For a setting operation this is convenient & I think expected as a user
In [35]: df = DataFrame({'A' : Series(dtype='M8[ns]'), 'B' : Series([np.nan],dtype='object'), 'C' : ['foo'], 'D' : [1]})
In [36]: df
Out[36]:
A B C D
0 NaT NaN foo 1
In [37]: df.dtypes
Out[37]:
A datetime64[ns]
B object
C object
D int64
dtype: object
In [38]: df.loc[0,'D'] = 1.0
In [39]: df.dtypes
Out[39]:
A datetime64[ns]
B object
C object
D float64
dtype: object
However for a .fillna
(or .replace
) operation this might be a bit unexpected.

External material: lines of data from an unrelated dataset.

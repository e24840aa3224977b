//! Errors raised by IR mutation.

use std::fmt;

use crate::InstId;

/// A mutation request the arena cannot honor.
#[derive(Clone, Debug, PartialEq, Eq)]
pub enum IrError {
    /// Erasing an instruction whose result is still referenced.
    StillUsed { inst: InstId, uses: usize },
    /// The instruction was already erased.
    Erased { inst: InstId },
    /// The instruction has no operand slot with this index.
    BadSlot { inst: InstId, slot: u32 },
}

impl fmt::Display for IrError {
    fn fmt(&self, f: &mut fmt::Formatter<'_>) -> fmt::Result {
        match self {
            IrError::StillUsed { inst, uses } => write!(
                f,
                "cannot erase instruction {}: {} use(s) still reference it",
                inst.raw(),
                uses
            ),
            IrError::Erased { inst } => {
                write!(f, "instruction {} has already been erased", inst.raw())
            }
            IrError::BadSlot { inst, slot } => {
                write!(f, "instruction {} has no operand slot {}", inst.raw(), slot)
            }
        }
    }
}

impl std::error::Error for IrError {}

So A
was coerced to object
dtype, even though it was datetime64[ns]
.
In [40]: df.fillna('')
Out[40]:
A B C D
0 foo 1
In [41]: df.fillna('').dtypes
Out[41]:
A object
B object
C object
D float64
dtype: object
So a possibility is to add a keyword errors='raise'|'coerce'|'ignore'
. This last behavior would be equiv of errors='coerce'
. While skipping this column would be done with errors='coerce'
. (and of course raise
would raise.
Ideally would have a default of coerce
I think (to skip for non-compat values). Any thoughts on this?